__WHAT TO PRODUCE__
Below are records; how many of their lines contain "UploadAccepted"? Give the number and no other words.

#####

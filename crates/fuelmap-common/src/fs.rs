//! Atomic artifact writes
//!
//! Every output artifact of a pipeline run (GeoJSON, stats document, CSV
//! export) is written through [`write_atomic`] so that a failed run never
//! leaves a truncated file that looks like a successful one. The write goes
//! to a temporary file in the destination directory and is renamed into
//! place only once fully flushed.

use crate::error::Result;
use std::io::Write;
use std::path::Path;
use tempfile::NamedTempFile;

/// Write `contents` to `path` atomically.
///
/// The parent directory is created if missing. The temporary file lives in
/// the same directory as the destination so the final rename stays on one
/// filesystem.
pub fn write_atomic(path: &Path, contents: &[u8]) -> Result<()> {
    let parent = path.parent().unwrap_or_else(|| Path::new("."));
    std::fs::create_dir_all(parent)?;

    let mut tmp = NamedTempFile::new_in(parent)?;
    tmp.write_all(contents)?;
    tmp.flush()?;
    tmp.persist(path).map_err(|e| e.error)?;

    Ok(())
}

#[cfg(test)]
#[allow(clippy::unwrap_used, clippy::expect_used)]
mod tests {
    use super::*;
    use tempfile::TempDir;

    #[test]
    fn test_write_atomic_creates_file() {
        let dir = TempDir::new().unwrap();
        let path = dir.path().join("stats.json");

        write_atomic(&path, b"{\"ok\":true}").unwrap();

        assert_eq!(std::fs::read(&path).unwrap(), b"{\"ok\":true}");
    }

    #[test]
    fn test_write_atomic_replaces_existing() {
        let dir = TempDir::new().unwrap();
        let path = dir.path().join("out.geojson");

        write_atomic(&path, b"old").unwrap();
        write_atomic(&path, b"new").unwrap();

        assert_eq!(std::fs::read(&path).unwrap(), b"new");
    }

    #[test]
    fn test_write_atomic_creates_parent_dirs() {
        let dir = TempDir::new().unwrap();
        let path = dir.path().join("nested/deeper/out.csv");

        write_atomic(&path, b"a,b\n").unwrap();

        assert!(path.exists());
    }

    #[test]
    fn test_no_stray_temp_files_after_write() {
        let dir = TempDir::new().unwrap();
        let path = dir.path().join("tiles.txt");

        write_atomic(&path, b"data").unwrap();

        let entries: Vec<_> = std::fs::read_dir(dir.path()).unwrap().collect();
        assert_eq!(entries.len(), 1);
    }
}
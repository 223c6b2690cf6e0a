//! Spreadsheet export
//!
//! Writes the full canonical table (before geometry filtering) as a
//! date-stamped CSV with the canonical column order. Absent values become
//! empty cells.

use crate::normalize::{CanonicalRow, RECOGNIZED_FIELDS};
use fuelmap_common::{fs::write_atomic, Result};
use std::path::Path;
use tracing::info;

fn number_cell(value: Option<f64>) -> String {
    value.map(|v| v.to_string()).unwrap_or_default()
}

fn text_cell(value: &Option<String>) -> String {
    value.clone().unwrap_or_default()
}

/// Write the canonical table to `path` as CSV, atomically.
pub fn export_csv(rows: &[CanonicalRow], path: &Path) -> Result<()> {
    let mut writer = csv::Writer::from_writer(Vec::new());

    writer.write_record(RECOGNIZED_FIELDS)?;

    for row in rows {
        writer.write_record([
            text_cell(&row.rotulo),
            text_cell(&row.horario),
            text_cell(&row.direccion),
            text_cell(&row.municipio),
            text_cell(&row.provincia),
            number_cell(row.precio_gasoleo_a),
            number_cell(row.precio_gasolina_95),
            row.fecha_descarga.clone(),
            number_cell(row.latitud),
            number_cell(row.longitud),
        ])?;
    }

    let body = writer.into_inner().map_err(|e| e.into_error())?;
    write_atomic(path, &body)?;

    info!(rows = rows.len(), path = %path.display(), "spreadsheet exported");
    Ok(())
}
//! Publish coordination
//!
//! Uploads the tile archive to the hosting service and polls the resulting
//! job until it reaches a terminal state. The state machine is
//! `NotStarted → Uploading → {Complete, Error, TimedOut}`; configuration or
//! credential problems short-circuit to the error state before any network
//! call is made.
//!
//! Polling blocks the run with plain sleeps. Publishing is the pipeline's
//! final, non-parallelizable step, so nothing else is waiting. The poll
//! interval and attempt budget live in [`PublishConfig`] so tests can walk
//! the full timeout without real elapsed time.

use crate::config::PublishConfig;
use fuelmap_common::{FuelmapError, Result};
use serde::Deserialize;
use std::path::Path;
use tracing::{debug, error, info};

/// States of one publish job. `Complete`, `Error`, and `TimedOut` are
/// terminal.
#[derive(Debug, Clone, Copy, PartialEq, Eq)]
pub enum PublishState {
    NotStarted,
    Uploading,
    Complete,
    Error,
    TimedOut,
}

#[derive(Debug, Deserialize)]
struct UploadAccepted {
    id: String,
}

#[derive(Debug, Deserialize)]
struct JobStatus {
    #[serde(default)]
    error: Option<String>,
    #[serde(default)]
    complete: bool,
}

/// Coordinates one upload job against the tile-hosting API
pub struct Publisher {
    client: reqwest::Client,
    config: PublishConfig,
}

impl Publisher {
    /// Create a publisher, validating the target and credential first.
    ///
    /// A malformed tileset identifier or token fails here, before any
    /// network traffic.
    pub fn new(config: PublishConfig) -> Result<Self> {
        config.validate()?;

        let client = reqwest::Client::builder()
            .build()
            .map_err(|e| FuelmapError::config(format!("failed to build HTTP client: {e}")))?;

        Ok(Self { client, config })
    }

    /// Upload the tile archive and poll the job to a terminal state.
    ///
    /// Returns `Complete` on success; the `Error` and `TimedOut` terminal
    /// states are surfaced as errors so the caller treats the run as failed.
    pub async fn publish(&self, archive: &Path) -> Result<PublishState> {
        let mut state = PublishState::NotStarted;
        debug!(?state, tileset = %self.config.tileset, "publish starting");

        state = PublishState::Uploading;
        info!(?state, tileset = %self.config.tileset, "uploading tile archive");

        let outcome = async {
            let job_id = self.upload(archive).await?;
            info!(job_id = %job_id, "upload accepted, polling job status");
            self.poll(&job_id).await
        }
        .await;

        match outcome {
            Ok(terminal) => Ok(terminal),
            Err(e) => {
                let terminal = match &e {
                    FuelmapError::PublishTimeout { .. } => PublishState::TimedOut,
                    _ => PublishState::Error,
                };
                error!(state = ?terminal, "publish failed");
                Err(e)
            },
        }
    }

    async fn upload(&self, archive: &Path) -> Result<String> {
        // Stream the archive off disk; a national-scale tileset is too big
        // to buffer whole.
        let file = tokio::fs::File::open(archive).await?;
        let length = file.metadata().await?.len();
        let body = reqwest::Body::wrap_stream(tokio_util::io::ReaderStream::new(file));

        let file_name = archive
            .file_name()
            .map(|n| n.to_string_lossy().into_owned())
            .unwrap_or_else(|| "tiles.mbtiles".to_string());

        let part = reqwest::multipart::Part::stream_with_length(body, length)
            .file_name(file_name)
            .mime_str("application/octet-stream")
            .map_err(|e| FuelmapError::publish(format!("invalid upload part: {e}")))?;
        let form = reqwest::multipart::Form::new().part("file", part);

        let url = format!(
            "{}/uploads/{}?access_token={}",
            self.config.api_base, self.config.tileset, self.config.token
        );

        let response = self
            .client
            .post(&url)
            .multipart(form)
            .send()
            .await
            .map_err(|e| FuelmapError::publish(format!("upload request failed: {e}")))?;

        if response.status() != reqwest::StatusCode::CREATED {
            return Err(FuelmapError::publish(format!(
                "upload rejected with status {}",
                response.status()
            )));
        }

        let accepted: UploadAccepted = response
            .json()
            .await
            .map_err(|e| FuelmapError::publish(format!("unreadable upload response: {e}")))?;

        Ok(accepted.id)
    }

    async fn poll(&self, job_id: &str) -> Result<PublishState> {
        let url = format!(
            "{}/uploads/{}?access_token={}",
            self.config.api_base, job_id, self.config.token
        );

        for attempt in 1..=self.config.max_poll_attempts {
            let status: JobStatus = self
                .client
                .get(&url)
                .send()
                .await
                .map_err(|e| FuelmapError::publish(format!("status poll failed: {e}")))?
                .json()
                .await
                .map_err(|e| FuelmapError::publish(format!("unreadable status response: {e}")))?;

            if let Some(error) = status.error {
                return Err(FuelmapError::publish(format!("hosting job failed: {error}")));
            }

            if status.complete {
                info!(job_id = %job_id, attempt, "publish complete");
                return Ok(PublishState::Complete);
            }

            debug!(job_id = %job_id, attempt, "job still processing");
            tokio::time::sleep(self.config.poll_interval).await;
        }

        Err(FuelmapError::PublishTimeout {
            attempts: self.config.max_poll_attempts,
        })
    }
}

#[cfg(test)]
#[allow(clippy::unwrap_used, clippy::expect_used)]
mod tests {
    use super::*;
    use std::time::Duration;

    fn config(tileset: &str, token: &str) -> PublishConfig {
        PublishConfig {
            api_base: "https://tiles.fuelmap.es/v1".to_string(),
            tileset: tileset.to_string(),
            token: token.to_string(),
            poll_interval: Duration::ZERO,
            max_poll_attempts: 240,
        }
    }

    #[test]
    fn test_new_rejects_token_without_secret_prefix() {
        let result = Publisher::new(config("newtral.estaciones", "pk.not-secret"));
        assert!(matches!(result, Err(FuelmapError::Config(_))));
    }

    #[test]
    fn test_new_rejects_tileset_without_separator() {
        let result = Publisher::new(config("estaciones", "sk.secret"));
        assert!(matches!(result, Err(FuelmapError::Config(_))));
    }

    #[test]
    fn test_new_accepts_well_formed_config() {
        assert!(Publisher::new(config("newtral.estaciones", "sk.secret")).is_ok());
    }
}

#####

__PROBLEM SOLUTION__
2